Été 1972. Je suis hébergé chez un professeur de linguistique de Tampa, en Floride. C’est un quartier légèrement périphérique, très classique, avec des maisons entourées de pelouses sans barrières, où une bourgeoisie blanche moyenne de cadres, d’ouvriers qualifiés et de professions libérales commerçantes coexiste sans mal, dans un entre-soi et une complète bonne conscience.

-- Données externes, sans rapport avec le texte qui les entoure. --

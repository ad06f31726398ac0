//! Declarative environment provisioning engine.
//!
//! Reads a document listing tools, applications, and a system upgrade
//! directive, then installs whatever is missing through the host's package
//! manager, a universal manager, or literal shell commands.
//!
//! The public API is organised into layers:
//!
//! - **[`config`]**: parse and validate the provisioning document
//! - **[`resources`]**: manager catalog, host resolution, plan compilation, presence checks
//! - **[`exec`]**: child processes with streamed output
//! - **[`tasks`]**: confirm-then-run operations and the action registry
//! - **[`session`]**: one configuration, one host, one cached resolution
//! - **[`commands`]**: top-level subcommand orchestration
#![deny(clippy::or_fun_call)]
#![deny(clippy::bool_to_int_with_if)]

pub mod cli;
pub mod commands;
pub mod config;
pub mod confirm;
pub mod error;
pub mod exec;
pub mod logging;
pub mod resources;
pub mod session;
pub mod tasks;
//! A provisioning session: one loaded configuration and one host.
use std::fmt;
use std::path::{Path, PathBuf};
use std::sync::Arc;

use crate::config::{Config, ValidationWarning};
use crate::confirm::Confirm;
use crate::error::{ActionError, ConfigError, JumpstartError};
use crate::exec::Executor;
use crate::logging::Log;
use crate::resources::package_manager::{HostResolver, PackageManager};
use crate::tasks::registry::ActionRegistry;
use crate::tasks::{Context, Outcome};

/// Owns the configuration and the cached host resolution.
///
/// The configuration is only ever replaced as a whole. Operations that were
/// started before a replacement keep working against the snapshot they were
/// built from.
pub struct ProvisioningSession {
    source: Option<PathBuf>,
    config: Arc<Config>,
    resolver: Arc<HostResolver>,
    executor: Arc<dyn Executor>,
    log: Arc<dyn Log>,
    dry_run: bool,
    parallel: bool,
}

impl fmt::Debug for ProvisioningSession {
    fn fmt(&self, f: &mut fmt::Formatter<'_>) -> fmt::Result {
        f.debug_struct("ProvisioningSession")
            .field("source", &self.source)
            .field("config", &self.config.origin)
            .field("resolver", &self.resolver)
            .field("dry_run", &self.dry_run)
            .field("parallel", &self.parallel)
            .finish_non_exhaustive()
    }
}

impl ProvisioningSession {
    /// Load `path` and start a session over it.
    ///
    /// # Errors
    ///
    /// Returns an error if the document cannot be read or is malformed.
    pub fn open(
        path: &Path,
        executor: Arc<dyn Executor>,
        log: Arc<dyn Log>,
    ) -> Result<Self, ConfigError> {
        let config = Config::load(path)?;
        log.debug(&format!(
            "loaded {}: {} application(s), {} tool(s)",
            config.origin,
            config.applications.len(),
            config.tools.len()
        ));
        let mut session = Self::new(config, executor, log);
        session.source = Some(path.to_path_buf());
        Ok(session)
    }

    /// Start a session over an already-built configuration.
    #[must_use]
    pub fn new(config: Config, executor: Arc<dyn Executor>, log: Arc<dyn Log>) -> Self {
        Self {
            source: None,
            config: Arc::new(config),
            resolver: Arc::new(HostResolver::new(Arc::clone(&executor))),
            executor,
            log,
            dry_run: false,
            parallel: true,
        }
    }

    /// Use a custom resolver (alternate catalog).
    #[must_use]
    pub fn with_resolver(mut self, resolver: HostResolver) -> Self {
        self.resolver = Arc::new(resolver);
        self
    }

    /// Preview operations instead of running them.
    #[must_use]
    pub fn with_dry_run(mut self, dry_run: bool) -> Self {
        self.dry_run = dry_run;
        self
    }

    /// Run presence probes concurrently (the default) or in order.
    #[must_use]
    pub fn with_parallel(mut self, parallel: bool) -> Self {
        self.parallel = parallel;
        self
    }

    /// The current configuration snapshot.
    #[must_use]
    pub fn config(&self) -> Arc<Config> {
        Arc::clone(&self.config)
    }

    /// Replace the configuration, returning the previous snapshot.
    pub fn replace_config(&mut self, config: Config) -> Arc<Config> {
        self.log.debug(&format!("configuration replaced by {}", config.origin));
        std::mem::replace(&mut self.config, Arc::new(config))
    }

    /// Re-read the file the session was opened from.
    ///
    /// A session built from an in-memory configuration has nothing to
    /// reload and is left unchanged. On error the current configuration is
    /// kept.
    ///
    /// # Errors
    ///
    /// Returns an error if the document cannot be read or is malformed.
    pub fn reload(&mut self) -> Result<(), ConfigError> {
        let Some(path) = self.source.clone() else {
            self.log.debug("reload: session has no source file");
            return Ok(());
        };
        let config = Config::load(&path)?;
        self.replace_config(config);
        Ok(())
    }

    /// Operation context bound to the current snapshot.
    #[must_use]
    pub fn context(&self) -> Context {
        Context::new(
            Arc::clone(&self.config),
            Arc::clone(&self.resolver),
            Arc::clone(&self.executor),
            Arc::clone(&self.log),
        )
        .with_dry_run(self.dry_run)
        .with_parallel(self.parallel)
    }

    /// The action table, built fresh from the current snapshot.
    ///
    /// # Errors
    ///
    /// Returns an error if two actions share an id.
    pub fn actions(&self) -> Result<ActionRegistry, ActionError> {
        ActionRegistry::standard(&self.context())
    }

    /// Dispatch one action by id.
    ///
    /// # Errors
    ///
    /// Returns an error for an unknown id or a planning failure. Errors stop
    /// only the requested operation; the session stays usable.
    pub fn invoke(&self, id: &str, gate: &dyn Confirm) -> Result<Outcome, JumpstartError> {
        self.actions()?.invoke(id, gate)
    }

    /// The host's default package manager, probed once per session.
    #[must_use]
    pub fn default_manager(&self) -> PackageManager {
        self.resolver.resolve_default()
    }

    /// Drop the cached default so the next use probes again.
    pub fn invalidate_manager(&self) {
        self.log.debug("package manager cache invalidated");
        self.resolver.invalidate();
    }

    /// Non-fatal lint warnings for the current snapshot.
    #[must_use]
    pub fn validate(&self) -> Vec<ValidationWarning> {
        self.config.validate(self.resolver.catalog())
    }
}

#[cfg(test)]
#[allow(clippy::expect_used, clippy::unwrap_used, clippy::indexing_slicing)]
mod tests {
    use super::*;
    use crate::config::ProvisionItem;
    use crate::config::test_helpers::write_temp_config;
    use crate::confirm::FixedAnswer;
    use crate::logging::Logger;
    use crate::resources::test_helpers::RecordingExecutor;

    fn session(config: Config, present: &[&str]) -> (ProvisioningSession, Arc<RecordingExecutor>) {
        let exec = Arc::new(RecordingExecutor::new().with_present(present));
        let log = Arc::new(Logger::new("test"));
        (ProvisioningSession::new(config, exec.clone(), log), exec)
    }

    fn one_tool(name: &str) -> Config {
        Config {
            tools: vec![ProvisionItem::custom(name, format!("install {name}"))],
            ..Config::default()
        }
    }

    #[test]
    fn running_operation_keeps_its_snapshot() {
        let (mut session, exec) = session(one_tool("x"), &[]);
        let run = session
            .invoke("ti", &FixedAnswer(true))
            .unwrap()
            .into_run()
            .unwrap();

        let previous = session.replace_config(Config::default());
        assert_eq!(previous.tools.len(), 1);
        assert!(session.config().tools.is_empty());

        drop(run.collect::<Vec<_>>());
        assert_eq!(exec.spawned().len(), 1);
        assert_eq!(exec.spawned()[0].to_string(), "install x");
    }

    #[test]
    fn actions_follow_replacement() {
        let (mut session, exec) = session(Config::default(), &[]);
        session.replace_config(one_tool("y"));
        let run = session
            .invoke("ti", &FixedAnswer(true))
            .unwrap()
            .into_run()
            .unwrap();
        drop(run.collect::<Vec<_>>());
        assert_eq!(exec.spawned()[0].to_string(), "install y");
    }

    #[test]
    fn default_manager_is_probed_once_until_invalidated() {
        let (session, exec) = session(Config::default(), &["apt"]);
        assert_eq!(session.default_manager().name, "apt");
        assert_eq!(session.default_manager().name, "apt");
        let first = exec.probes().len();

        session.invalidate_manager();
        assert_eq!(session.default_manager().name, "apt");
        assert_eq!(exec.probes().len(), first * 2);
    }

    #[test]
    fn unknown_action_leaves_session_usable() {
        let (session, _) = session(one_tool("x"), &["x"]);
        assert!(session.invoke("nope", &FixedAnswer(true)).is_err());
        assert!(session.invoke("ti", &FixedAnswer(true)).is_ok());
    }

    #[test]
    fn reload_picks_up_file_changes() {
        let (_dir, path) = write_temp_config("jumpstart.toml", "");
        let exec = Arc::new(RecordingExecutor::new());
        let log = Arc::new(Logger::new("test"));
        let mut session = ProvisioningSession::open(&path, exec, log).unwrap();
        assert!(session.config().tools.is_empty());

        std::fs::write(&path, "[[tools]]\nname = \"z\"\ncmd = \"install z\"\n").unwrap();
        session.reload().unwrap();
        assert_eq!(session.config().tools[0].name, "z");
    }

    #[test]
    fn failed_reload_keeps_current_config() {
        let (_dir, path) = write_temp_config(
            "jumpstart.toml",
            "[[tools]]\nname = \"z\"\ncmd = \"install z\"\n",
        );
        let exec = Arc::new(RecordingExecutor::new());
        let log = Arc::new(Logger::new("test"));
        let mut session = ProvisioningSession::open(&path, exec, log).unwrap();

        std::fs::write(&path, "[[tools]]\nname = \"z\"\n").unwrap();
        assert!(session.reload().is_err());
        assert_eq!(session.config().tools.len(), 1);
    }

    #[test]
    fn custom_catalog_compiles_exact_plan() {
        static APT_ONLY: [PackageManager; 1] = [PackageManager {
            name: "apt",
            upgrade_args: &["upgrade"],
            install_args: &["install"],
        }];
        let config = Config {
            applications: vec![ProvisionItem::native("git")],
            ..Config::default()
        };
        let exec = Arc::new(RecordingExecutor::new().with_present(&["apt"]));
        let session = ProvisioningSession::new(config, exec.clone(), Arc::new(Logger::new("test")))
            .with_resolver(HostResolver::with_catalog(&APT_ONLY, exec.clone()));

        let run = session
            .invoke("ai", &FixedAnswer(true))
            .unwrap()
            .into_run()
            .unwrap();
        drop(run.collect::<Vec<_>>());
        assert_eq!(exec.spawned()[0].argv().unwrap(), ["sudo", "apt", "install", "git"]);
    }

    #[test]
    fn dry_run_flows_into_context() {
        let (session, _) = session(Config::default(), &[]);
        assert!(session.with_dry_run(true).context().dry_run);
    }
}
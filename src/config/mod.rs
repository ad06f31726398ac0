//! Typed provisioning document: applications, tools, and the system directive.
//!
//! The document is read once per session, deserialized into raw `serde`
//! structs by [`loader`], and converted into [`Config`] with every required
//! field checked eagerly, so a malformed item fails the load instead of
//! surfacing halfway through an operation.
pub mod loader;
pub mod validation;

use std::fmt;
use std::path::Path;

use serde::{Deserialize, Serialize};

use crate::error::ConfigError;
use crate::resources::package_manager::PackageManager;

pub use loader::DocumentFormat;
pub use validation::ValidationWarning;

/// Default universal manager used for `packaged` items.
pub const DEFAULT_PACKAGED_MANAGER: &str = "flatpak";

/// How a single item is provisioned.
#[derive(Debug, Clone, PartialEq, Eq)]
pub enum ItemKind {
    /// Installed through the host's default package manager, with `sudo`.
    Native,
    /// Installed through the universal manager named by
    /// [`Config::packaged_manager`].
    Packaged {
        /// Append the manager's upgrade arguments to the install command.
        upgrade_on_install: bool,
    },
    /// Installed by running a literal shell command.
    Custom {
        /// Command line handed to `sh -c`.
        command: String,
    },
}

impl ItemKind {
    /// Short label used in logs and listings.
    #[must_use]
    pub const fn label(&self) -> &'static str {
        match self {
            Self::Native => "native",
            Self::Packaged { .. } => "packaged",
            Self::Custom { .. } => "custom",
        }
    }
}

impl fmt::Display for ItemKind {
    fn fmt(&self, f: &mut fmt::Formatter<'_>) -> fmt::Result {
        f.write_str(self.label())
    }
}

/// One thing to provision.
#[derive(Debug, Clone, PartialEq, Eq)]
pub struct ProvisionItem {
    /// Command name or package identifier; never empty.
    pub name: String,
    /// Provisioning mechanism.
    pub kind: ItemKind,
}

impl ProvisionItem {
    /// A native package installed with the host default manager.
    #[must_use]
    pub fn native(name: impl Into<String>) -> Self {
        Self {
            name: name.into(),
            kind: ItemKind::Native,
        }
    }

    /// A package installed with the universal manager.
    #[must_use]
    pub fn packaged(name: impl Into<String>, upgrade_on_install: bool) -> Self {
        Self {
            name: name.into(),
            kind: ItemKind::Packaged { upgrade_on_install },
        }
    }

    /// An item installed by a literal shell command.
    #[must_use]
    pub fn custom(name: impl Into<String>, command: impl Into<String>) -> Self {
        Self {
            name: name.into(),
            kind: ItemKind::Custom {
                command: command.into(),
            },
        }
    }
}

/// The `[system]` upgrade directive. It takes no parameters: the upgrade
/// always targets the host default package manager.
#[derive(Debug, Clone, Copy, Default, PartialEq, Eq, Serialize, Deserialize)]
#[serde(deny_unknown_fields)]
#[allow(clippy::empty_structs_with_brackets)] // `[system]` is an empty table, not a unit
pub struct SystemDirective {}

/// All loaded configuration for one provisioning session.
///
/// Owned by the session and replaced as a whole on reload; operations hold
/// an `Arc<Config>` snapshot and never see a half-updated document.
#[derive(Debug, Clone, PartialEq, Eq)]
pub struct Config {
    /// Where the document came from (file path or `"<inline>"`).
    pub origin: String,
    /// Catalog identifier of the manager used for `packaged` items.
    pub packaged_manager: String,
    /// Applications, in document order.
    pub applications: Vec<ProvisionItem>,
    /// Tools, in document order. Every tool is a [`ItemKind::Custom`] item.
    pub tools: Vec<ProvisionItem>,
    /// System upgrade directive, if the document declares one.
    pub system: Option<SystemDirective>,
}

impl Default for Config {
    fn default() -> Self {
        Self {
            origin: "<default>".to_string(),
            packaged_manager: DEFAULT_PACKAGED_MANAGER.to_string(),
            applications: Vec::new(),
            tools: Vec::new(),
            system: None,
        }
    }
}

impl Config {
    /// Read and validate the document at `path`.
    ///
    /// The format is chosen from the file extension (see
    /// [`DocumentFormat::from_path`]).
    ///
    /// # Errors
    ///
    /// Returns [`ConfigError::Unreadable`] if the file cannot be read,
    /// [`ConfigError::Parse`] if it is not a valid document, and one of the
    /// item variants if an item is malformed.
    pub fn load(path: &Path) -> Result<Self, ConfigError> {
        let raw = loader::read_document(path)?;
        Self::from_raw(raw, path.display().to_string())
    }

    /// Parse and validate a document held in memory.
    ///
    /// # Errors
    ///
    /// Same as [`Config::load`], minus the I/O failure.
    pub fn parse(text: &str, format: DocumentFormat, origin: &str) -> Result<Self, ConfigError> {
        let raw = loader::parse_document(text, format, origin)?;
        Self::from_raw(raw, origin.to_string())
    }

    /// Run the non-fatal lint checks against `catalog`.
    #[must_use]
    pub fn validate(&self, catalog: &[PackageManager]) -> Vec<ValidationWarning> {
        validation::validate_all(self, catalog)
    }

    fn from_raw(raw: loader::RawDocument, origin: String) -> Result<Self, ConfigError> {
        let applications = raw
            .applications
            .into_iter()
            .enumerate()
            .map(|(index, app)| app.into_item(index))
            .collect::<Result<Vec<_>, _>>()?;
        let tools = raw
            .tools
            .into_iter()
            .enumerate()
            .map(|(index, tool)| tool.into_item(index))
            .collect::<Result<Vec<_>, _>>()?;

        Ok(Self {
            origin,
            packaged_manager: raw
                .packaged_manager
                .unwrap_or_else(|| DEFAULT_PACKAGED_MANAGER.to_string()),
            applications,
            tools,
            system: raw.system,
        })
    }
}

Le quartier a voté démocrate depuis toujours, beaucoup sont hostiles à la guerre du Vietnam et la plupart sont favorables à l’abrogation des règlements ségrégationnistes floridiens, petit à petit démantelés du fait de l’action volontariste de la période Kennedy-Johnson.
Au cours du dîner, mon couple d’hôtes entame une discussion qui me sidère, pour finalement prendre, devant un étranger, une décision spectaculaire : « Let’s move, let’s get out of here ! » (1). En fait, une famille noire dont le père est garagiste en ville, vient d’acheter une maison coquette 200 m plus haut sur l’avenue Linebaugh… Cet événement inouï a déclenché une panique immédiate, sur la base d’arguments mettant en avant la promiscuité, l’installation probable d’autres familles noires, la montée du nombre des élèves noirs dans l’école publique du quartier, le départ prévisible d’autres Blancs remplacés par des Noirs. Avec à la clé la dépréciation de l’immobilier et l’arrivée de la criminalité. Alors que j’objecte avec humilité que tout cela pourrait prendre au moins dix ans et qu’il n’y a pas d’urgence, on me répond : « Non, il faut partir ; sinon on va perdre beaucoup d’argent, en plus de notre tranquillité. »

J’étais bien jeune à cette époque, mais cet incident m’a édifié sur la bourgeoisie progressiste…

Revenu plus tard en France, j’ai été professeur, en Seine-Saint- Denis, durant les quarante et un ans que je devais au service de l’Éducation nationale. J’ai habité à Villepinte et Noisy le Sec durant des années. Il se trouve que j’ai enseigné durant trente ans dans un lycée public de la ville de Bondy, de 1981 à 2011. Je peux ici témoigner, documents à l’appui, qu’il n’y a pas eu de « grand remplacement ». Ce que j’ai pu observer, de mes yeux, c’est autre chose : le grand déplacement volontaire de la population dite « de souche », qui a ghettoïsé la zone tout simplement par soustraction de sa population initiale. Sans état d’âme, elle est partie, elle a laissé la place, créant sans vergogne un apartheid sans miradors. Elle n’a pas été « remplacée » à coups de fusil.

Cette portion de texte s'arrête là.